The control unit equipment of the molecular sieve oxygen system on the fixed-wing aircraft is an important part of the aircraft oxygen system, and realizes start-stop control of an oxygen system compressor and control of an electromagnetic converter through detection of flight altitude, cabin oxygen partial pressure, temperature and pressure, so that the aircraft oxygen system works normally. Due to the complexity of the high-altitude electromagnetic environment, the requirements on weight and environmental adaptability of airborne equipment of the fixed-wing aircraft are higher than those of a common aircraft. The common airplane airborne equipment generally adopts a plate riveting or welding splicing structure form, has heavier overall weight, poorer rigidity, more complex processing and assembly, poorer dimensional precision and insufficient environmental adaptation resistance, and can not meet the technical requirements of the molecular sieve oxygen system control unit equipment in the two aspects.
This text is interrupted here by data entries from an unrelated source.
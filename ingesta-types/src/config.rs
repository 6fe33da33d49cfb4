//! Configuration types shared across the orchestrator and provider clients.

use std::collections::BTreeMap;
use std::fmt;
use std::time::Duration;

use chrono::NaiveDate;
use serde::{Deserialize, Serialize};

use crate::data_type::DataType;
use crate::error::IngestError;

/// Calls-per-window budget for a single provider.
#[derive(Debug, Clone, Copy, PartialEq, Eq, Serialize, Deserialize)]
pub struct RateLimitConfig {
    /// Maximum number of calls within any window.
    pub calls: u32,
    /// Length of the sliding window.
    pub window: Duration,
}

impl Default for RateLimitConfig {
    fn default() -> Self {
        Self {
            calls: 5,
            window: Duration::from_secs(60),
        }
    }
}

/// Exponential backoff with jitter.
#[derive(Debug, Clone, Copy, PartialEq, Serialize, Deserialize)]
pub struct RetryConfig {
    /// Total attempts including the first one (>= 1).
    pub max_attempts: u32,
    /// Delay before the second attempt.
    pub base_delay: Duration,
    /// Upper bound for any single delay before jitter.
    pub max_delay: Duration,
    /// Fraction in [0, 1] of symmetric jitter applied to each delay.
    pub jitter_fraction: f64,
}

impl Default for RetryConfig {
    fn default() -> Self {
        Self {
            max_attempts: 3,
            base_delay: Duration::from_secs(1),
            max_delay: Duration::from_secs(30),
            jitter_fraction: 0.2,
        }
    }
}

/// Thresholds driving provider health transitions.
#[derive(Debug, Clone, Copy, PartialEq, Eq, Serialize, Deserialize)]
pub struct HealthConfig {
    /// Consecutive failures that move a provider to `Degraded`.
    pub degrade_after: u32,
    /// Consecutive failures that move a provider to `Unavailable`.
    pub unavailable_after: u32,
    /// Consecutive successes that move a provider back to `Healthy`.
    pub recover_after: u32,
    /// How long an `Unavailable` provider is skipped before it may be probed again.
    pub cooldown: Duration,
}

impl Default for HealthConfig {
    fn default() -> Self {
        Self {
            degrade_after: 3,
            unavailable_after: 6,
            recover_after: 2,
            cooldown: Duration::from_secs(60),
        }
    }
}

/// Per-provider settings.
#[derive(Clone, PartialEq, Eq, Serialize, Deserialize)]
#[serde(default)]
pub struct ProviderSettings {
    /// Provider name; must match the adapter's `name()`.
    pub name: String,
    /// Routing priority; lower values are tried first.
    pub priority: u32,
    /// API key handed to the adapter at construction time.
    pub api_key: Option<String>,
    /// Calls allowed per `rate_limit_window`.
    pub rate_limit_calls: u32,
    /// Sliding window for `rate_limit_calls`.
    pub rate_limit_window: Duration,
    /// Timeout for a single physical call.
    pub call_timeout: Duration,
    /// Longest a caller will wait for a free rate-limit slot.
    pub rate_limit_wait_timeout: Duration,
}

impl ProviderSettings {
    /// Settings with defaults for everything but the name.
    pub fn named(name: impl Into<String>) -> Self {
        Self {
            name: name.into(),
            ..Self::default()
        }
    }

    /// The rate-limit budget as a single value.
    #[must_use]
    pub const fn rate_limit(&self) -> RateLimitConfig {
        RateLimitConfig {
            calls: self.rate_limit_calls,
            window: self.rate_limit_window,
        }
    }
}

impl Default for ProviderSettings {
    fn default() -> Self {
        let rl = RateLimitConfig::default();
        Self {
            name: String::new(),
            priority: 100,
            api_key: None,
            rate_limit_calls: rl.calls,
            rate_limit_window: rl.window,
            call_timeout: Duration::from_secs(10),
            rate_limit_wait_timeout: Duration::from_secs(30),
        }
    }
}

impl fmt::Debug for ProviderSettings {
    fn fmt(&self, f: &mut fmt::Formatter<'_>) -> fmt::Result {
        f.debug_struct("ProviderSettings")
            .field("name", &self.name)
            .field("priority", &self.priority)
            .field("api_key", &self.api_key.as_ref().map(|_| "<redacted>"))
            .field("rate_limit_calls", &self.rate_limit_calls)
            .field("rate_limit_window", &self.rate_limit_window)
            .field("call_timeout", &self.call_timeout)
            .field("rate_limit_wait_timeout", &self.rate_limit_wait_timeout)
            .finish()
    }
}

/// Row requirement checked by the ingestion gate for one data type.
#[derive(Debug, Clone, Copy, PartialEq, Eq, Default, Serialize, Deserialize)]
pub struct IngestionRequirement {
    /// Rows that must be present in the requested range; fewer is a retryable failure.
    pub min_rows: usize,
    /// Whether the type is mandatory; only mandatory types can fail fatally.
    pub mandatory: bool,
    /// For mandatory types, a row count at or below this value is fatal.
    pub fatal_floor: usize,
}

/// Workflow gate thresholds.
#[derive(Debug, Clone, PartialEq, Eq, Serialize, Deserialize)]
#[serde(default)]
pub struct GateConfig {
    /// Ingestion requirements per data type; unlisted types use the default (always pass).
    pub ingestion: BTreeMap<DataType, IngestionRequirement>,
    /// Indicator names that must be defined for the most recent period.
    pub required_indicators: Vec<String>,
    /// Complete indicator periods needed before signal generation may run.
    pub signal_min_lookback: usize,
}

impl GateConfig {
    /// Ingestion requirement for a data type.
    #[must_use]
    pub fn requirement(&self, data_type: DataType) -> IngestionRequirement {
        self.ingestion.get(&data_type).copied().unwrap_or_default()
    }
}

impl Default for GateConfig {
    fn default() -> Self {
        let mut ingestion = BTreeMap::new();
        ingestion.insert(
            DataType::PriceHistorical,
            IngestionRequirement {
                min_rows: 1,
                mandatory: true,
                fatal_floor: 0,
            },
        );
        Self {
            ingestion,
            required_indicators: Vec::new(),
            signal_min_lookback: 20,
        }
    }
}

/// Global configuration for the refresh orchestrator.
#[derive(Debug, Clone, PartialEq, Serialize, Deserialize)]
#[serde(default)]
pub struct RefreshConfig {
    /// Local hour (market timezone) of the daily scheduled run.
    pub batch_schedule_hour: u32,
    /// Local minute of the daily scheduled run.
    pub batch_schedule_minute: u32,
    /// Length of the window after the scheduled time during which scheduled refreshes run.
    pub schedule_window_minutes: u32,
    /// IANA timezone of the market calendar, e.g. "America/New_York".
    pub market_timezone: String,
    /// Exchange holidays; weekends are always closed.
    pub market_holidays: Vec<NaiveDate>,
    /// Default interval for periodic refreshes.
    pub periodic_update_interval_minutes: u64,
    /// Per data type overrides of the periodic interval.
    pub periodic_overrides: BTreeMap<DataType, Duration>,
    /// When true, live mode refreshes unconditionally.
    pub enable_live_updates: bool,
    /// Periodic interval used by live mode when live updates are disabled.
    pub live_fallback_interval: Duration,
    /// Minimum data age before a non-forced on-demand request refetches.
    pub on_demand_min_freshness: Duration,
    /// Attempts per (symbol, data type) unit, including the first.
    pub data_fetch_retry_attempts: u32,
    /// Base backoff delay between attempts.
    pub data_fetch_retry_delay: Duration,
    /// Cap on a single backoff delay.
    pub retry_max_delay: Duration,
    /// Symmetric jitter fraction applied to backoff delays.
    pub retry_jitter_fraction: f64,
    /// Symbols processed concurrently within one batch.
    pub max_concurrent_symbols: usize,
    /// Optional deadline after which a batch stops starting new work.
    pub batch_timeout: Option<Duration>,
    /// Days of daily history requested when a symbol has no stored prices.
    pub history_lookback_days: u32,
    /// Hours of intraday bars requested when a symbol has none stored.
    pub intraday_lookback_hours: u32,
    /// Default health thresholds applied to every provider.
    pub health: HealthConfig,
    /// Workflow gate thresholds.
    pub gates: GateConfig,
    /// Provider settings by name.
    pub providers: Vec<ProviderSettings>,
}

impl Default for RefreshConfig {
    fn default() -> Self {
        Self {
            batch_schedule_hour: 18,
            batch_schedule_minute: 0,
            schedule_window_minutes: 60,
            market_timezone: "America/New_York".to_string(),
            market_holidays: Vec::new(),
            periodic_update_interval_minutes: 15,
            periodic_overrides: BTreeMap::new(),
            enable_live_updates: false,
            live_fallback_interval: Duration::from_secs(60),
            on_demand_min_freshness: Duration::from_secs(300),
            data_fetch_retry_attempts: 3,
            data_fetch_retry_delay: Duration::from_secs(1),
            retry_max_delay: Duration::from_secs(30),
            retry_jitter_fraction: 0.2,
            max_concurrent_symbols: 4,
            batch_timeout: None,
            history_lookback_days: 365,
            intraday_lookback_hours: 24,
            health: HealthConfig::default(),
            gates: GateConfig::default(),
            providers: Vec::new(),
        }
    }
}

impl RefreshConfig {
    /// Parse a configuration document; missing fields take their defaults.
    ///
    /// # Errors
    /// Returns `InvalidArg` when the document is not valid JSON for this schema.
    pub fn from_json_str(s: &str) -> Result<Self, IngestError> {
        serde_json::from_str(s).map_err(|e| IngestError::InvalidArg(format!("config: {e}")))
    }

    /// Periodic interval for a data type, honoring overrides.
    #[must_use]
    pub fn periodic_interval(&self, data_type: DataType) -> Duration {
        self.periodic_overrides
            .get(&data_type)
            .copied()
            .unwrap_or_else(|| Duration::from_secs(self.periodic_update_interval_minutes * 60))
    }

    /// Retry settings for the per-unit retry policy.
    #[must_use]
    pub const fn retry(&self) -> RetryConfig {
        RetryConfig {
            max_attempts: self.data_fetch_retry_attempts,
            base_delay: self.data_fetch_retry_delay,
            max_delay: self.retry_max_delay,
            jitter_fraction: self.retry_jitter_fraction,
        }
    }

    /// Settings for a provider by name, if configured.
    #[must_use]
    pub fn provider(&self, name: &str) -> Option<&ProviderSettings> {
        self.providers.iter().find(|p| p.name == name)
    }
}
In addition, the control unit equipment of the molecular sieve oxygen system is provided with a gas pipeline access passage, so that the electromagnetic compatibility design is specially carried out aiming at the complex electromagnetic environment.

SUMMERY OF THE UTILITY MODEL

The utility model aims at providing a control unit equipment machine housing that is used for molecular sieve oxygen system on aircraft.
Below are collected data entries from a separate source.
use std::collections::{BTreeMap, HashSet};
use std::sync::atomic::{AtomicBool, AtomicUsize, Ordering};
use std::sync::{Arc, Mutex};
use std::time::Duration;

use chrono::{DateTime, Utc};
use futures::stream::{self, StreamExt};
use ingesta_core::{
    BarInterval, BatchResult, Clock, DataStore, DataType, DataTypeRefreshResult, DeadLetterEntry,
    FetchParams, IndicatorComputer, IndicatorPoint, IndicatorSet, IngestError, PriceBar,
    ProviderRecord, RefreshConfig, RefreshMode, RefreshRequest, RefreshStatus, RetryConfig,
    RetryPolicy, Stage, SymbolRefreshResult, SystemClock, validate_payload,
};

use crate::dead_letter::DeadLetterQueue;
use crate::gates::{DataIngestionGate, GateRun, IndicatorComputationGate, SignalGenerationGate};
use crate::registry::ProviderRegistry;
use crate::saver::{IdempotentDataSaver, UpsertReport};
use crate::strategy::{StalenessQuery, StrategySet};

/// Cooperative batch cancellation.
///
/// Cancelling stops new (symbol, data type) units from starting; units already
/// running finish. Clones share the same flag.
#[derive(Debug, Clone, Default)]
pub struct CancelToken {
    cancelled: Arc<AtomicBool>,
}

impl CancelToken {
    /// A token that is not cancelled.
    #[must_use]
    pub fn new() -> Self {
        Self::default()
    }

    /// Request cancellation.
    pub fn cancel(&self) {
        self.cancelled.store(true, Ordering::SeqCst);
    }

    /// Whether cancellation was requested.
    #[must_use]
    pub fn is_cancelled(&self) -> bool {
        self.cancelled.load(Ordering::SeqCst)
    }
}

struct BatchContext {
    cancel: CancelToken,
    deadline: Option<tokio::time::Instant>,
    dead_lettered: AtomicUsize,
}

impl BatchContext {
    fn stop_reason(&self) -> Option<&'static str> {
        if self.cancel.is_cancelled() {
            return Some("batch cancelled");
        }
        if self
            .deadline
            .is_some_and(|d| tokio::time::Instant::now() >= d)
        {
            return Some("batch timeout elapsed");
        }
        None
    }

    /// Error to return instead of attempt `attempt` once the batch has stopped.
    /// The first attempt of a unit that already started always runs.
    fn interrupted(&self, attempt: u32) -> Option<IngestError> {
        if attempt == 1 {
            return None;
        }
        self.stop_reason()
            .map(|reason| IngestError::Cancelled(reason.to_string()))
    }

    /// Retry predicate that also stops backing off once the batch has stopped.
    fn may_retry(&self, err: &IngestError) -> bool {
        err.is_retryable() && self.stop_reason().is_none()
    }
}

struct Ingested {
    provider: String,
    saved: UpsertReport,
    rejected: usize,
    fallbacks: usize,
}

/// Orchestrates refreshes: staleness, fetch with fallback, validation,
/// idempotent persistence, gates and dead-lettering.
///
/// Every failure is caught at the (symbol, data type) boundary and reported in
/// the returned results; the batch entry points never fail.
pub struct DataRefreshManager {
    registry: Arc<ProviderRegistry>,
    store: Arc<dyn DataStore>,
    saver: IdempotentDataSaver,
    indicators: Option<Arc<dyn IndicatorComputer>>,
    strategies: StrategySet,
    retry: RetryPolicy,
    ingestion_gate: DataIngestionGate,
    indicator_gate: IndicatorComputationGate,
    signal_gate: SignalGenerationGate,
    dead_letters: Arc<DeadLetterQueue>,
    clock: Arc<dyn Clock>,
    config: RefreshConfig,
}

/// Builder for a [`DataRefreshManager`].
pub struct DataRefreshManagerBuilder {
    registry: Option<Arc<ProviderRegistry>>,
    store: Option<Arc<dyn DataStore>>,
    indicators: Option<Arc<dyn IndicatorComputer>>,
    strategies: Option<StrategySet>,
    dead_letters: Option<Arc<DeadLetterQueue>>,
    clock: Arc<dyn Clock>,
    config: RefreshConfig,
}

impl Default for DataRefreshManagerBuilder {
    fn default() -> Self {
        Self::new()
    }
}

impl DataRefreshManagerBuilder {
    /// Create a builder with default configuration and the system clock.
    ///
    /// Behavior and trade-offs:
    /// - A registry and a store are required; see [`registry`](Self::registry)
    ///   and [`store`](Self::store).
    /// - Without an indicator computer, `TechnicalIndicators` units fail as
    ///   unsupported.
    #[must_use]
    pub fn new() -> Self {
        Self {
            registry: None,
            store: None,
            indicators: None,
            strategies: None,
            dead_letters: None,
            clock: Arc::new(SystemClock),
            config: RefreshConfig::default(),
        }
    }

    /// Provider registry consulted for every fetch.
    #[must_use]
    pub fn registry(mut self, registry: ProviderRegistry) -> Self {
        self.registry = Some(Arc::new(registry));
        self
    }

    /// Share a registry (and its limiters and health state) with other managers.
    #[must_use]
    pub fn shared_registry(mut self, registry: Arc<ProviderRegistry>) -> Self {
        self.registry = Some(registry);
        self
    }

    /// Row store and refresh log.
    #[must_use]
    pub fn store(mut self, store: Arc<dyn DataStore>) -> Self {
        self.store = Some(store);
        self
    }

    /// Indicator computer used for `TechnicalIndicators`.
    #[must_use]
    pub fn indicators(mut self, computer: Arc<dyn IndicatorComputer>) -> Self {
        self.indicators = Some(computer);
        self
    }

    /// Wall clock used for staleness decisions and timestamps.
    #[must_use]
    pub fn clock(mut self, clock: Arc<dyn Clock>) -> Self {
        self.clock = clock;
        self
    }

    /// Replace the whole configuration.
    ///
    /// Behavior and trade-offs:
    /// - Strategies are derived from the configuration at build time unless
    ///   set explicitly with [`strategies`](Self::strategies).
    /// - Provider settings listed here are only used by registries built with
    ///   `ProviderRegistryBuilder::with_configured_provider`.
    #[must_use]
    pub fn config(mut self, config: RefreshConfig) -> Self {
        self.config = config;
        self
    }

    /// Use explicit refresh strategies instead of deriving them from the configuration.
    #[must_use]
    pub fn strategies(mut self, strategies: StrategySet) -> Self {
        self.strategies = Some(strategies);
        self
    }

    /// Dead-letter queue to record terminal failures in; a fresh one otherwise.
    #[must_use]
    pub fn dead_letter_queue(mut self, queue: Arc<DeadLetterQueue>) -> Self {
        self.dead_letters = Some(queue);
        self
    }

    /// Symbols processed concurrently.
    ///
    /// Behavior and trade-offs:
    /// - Higher values shorten batches but compete for the same provider
    ///   budgets; callers over budget wait in the limiter.
    /// - Zero is treated as one.
    #[must_use]
    pub const fn max_concurrent_symbols(mut self, n: usize) -> Self {
        self.config.max_concurrent_symbols = n;
        self
    }

    /// Stop starting new units once `timeout` has elapsed since the batch began.
    #[must_use]
    pub const fn batch_timeout(mut self, timeout: Duration) -> Self {
        self.config.batch_timeout = Some(timeout);
        self
    }

    /// Retry settings applied to each (symbol, data type) unit.
    #[must_use]
    pub const fn retry(mut self, cfg: RetryConfig) -> Self {
        self.config.data_fetch_retry_attempts = cfg.max_attempts;
        self.config.data_fetch_retry_delay = cfg.base_delay;
        self.config.retry_max_delay = cfg.max_delay;
        self.config.retry_jitter_fraction = cfg.jitter_fraction;
        self
    }

    /// Build the manager.
    ///
    /// # Errors
    /// `InvalidArg` when the registry or store is missing, or the market
    /// calendar settings are invalid.
    pub fn build(self) -> Result<DataRefreshManager, IngestError> {
        let registry = self.registry.ok_or_else(|| {
            IngestError::InvalidArg("no provider registry; set one via registry(...)".to_string())
        })?;
        let store = self.store.ok_or_else(|| {
            IngestError::InvalidArg("no data store; set one via store(...)".to_string())
        })?;
        let strategies = match self.strategies {
            Some(s) => s,
            None => StrategySet::from_config(&self.config)?,
        };
        Ok(DataRefreshManager {
            saver: IdempotentDataSaver::new(Arc::clone(&store)),
            registry,
            store,
            indicators: self.indicators,
            strategies,
            retry: RetryPolicy::new(self.config.retry()),
            ingestion_gate: DataIngestionGate::new(self.config.gates.clone()),
            indicator_gate: IndicatorComputationGate::new(
                self.config.gates.required_indicators.clone(),
            ),
            signal_gate: SignalGenerationGate::new(self.config.gates.signal_min_lookback),
            dead_letters: self.dead_letters.unwrap_or_default(),
            clock: self.clock,
            config: self.config,
        })
    }
}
The technical solution for realizing the purpose of the invention is as follows: a mechanical shell of control unit equipment for a molecular sieve oxygen system comprises an insulating heat-conducting rubber plate, a core-penetrating capacitor, a power switch, a light-emitting diode indicator lamp, a panel, a shell, a power plate, a function plate, a hexagonal column, a cover plate, a connector, a gas outlet component and a gas inlet component, wherein the core-penetrating capacitor, the panel, the gas outlet component and the gas inlet component are arranged on the shell, the power switch and the light-emitting diode indicator lamp are arranged on the panel, and lead wires of the power switch and the light-emitting diode indicator lamp are led into the shell through the core-penetrating capacitor; the shell is internally provided with a power panel and a function panel, the function panel and the power panel are inserted through a connector and are fixed on the shell through a hexagonal upright post, the power panel is provided with an insulating heat-conducting rubber plate, the other side of the insulating heat-conducting rubber plate is tightly attached to the inner wall of the shell, and the outer wall of the shell is provided with heat dissipation fins at positions corresponding to the insulating heat-conducting rubber plate; the cover plate is installed on the shell through screws, and the shell is closed.

Compared with the prior art, the utility model, its advantage does: 1) the utility model adopts the thin wall and the reinforcing rib combined design, so that the weight of the mechanical shell of the control unit equipment is as low as possible on the premise of ensuring the structural strength and the rigidity; 2) the utility model connects the cover plate on the shell through the screw to complete the shell closed state; 3) the utility model adopts the connector to directly connect the power panel and the function panel, thus improving the easy maintenance and vibration resistance of the board card; 4) The high-power device on the power panel of the utility model is lapped with the shell body with low thermal resistance, thus improving the heat conduction efficiency; 5) the utility model discloses adopt ladder overlap joint mode for the scrap (bridge) of casing and apron, inside pilot lamp lead wire and the switch lead wire all led into the casing through the lead-through electric capacity, elongated hole and multilayer copper mesh structure were adopted to gas pipeline's business turn over interface, have improved the environmental suitability of equipment.

Drawings

Fig. 1 is a structural view of the housing of the present invention, wherein (a) is a sectional view, (b) is a front view, and (c) is a left view.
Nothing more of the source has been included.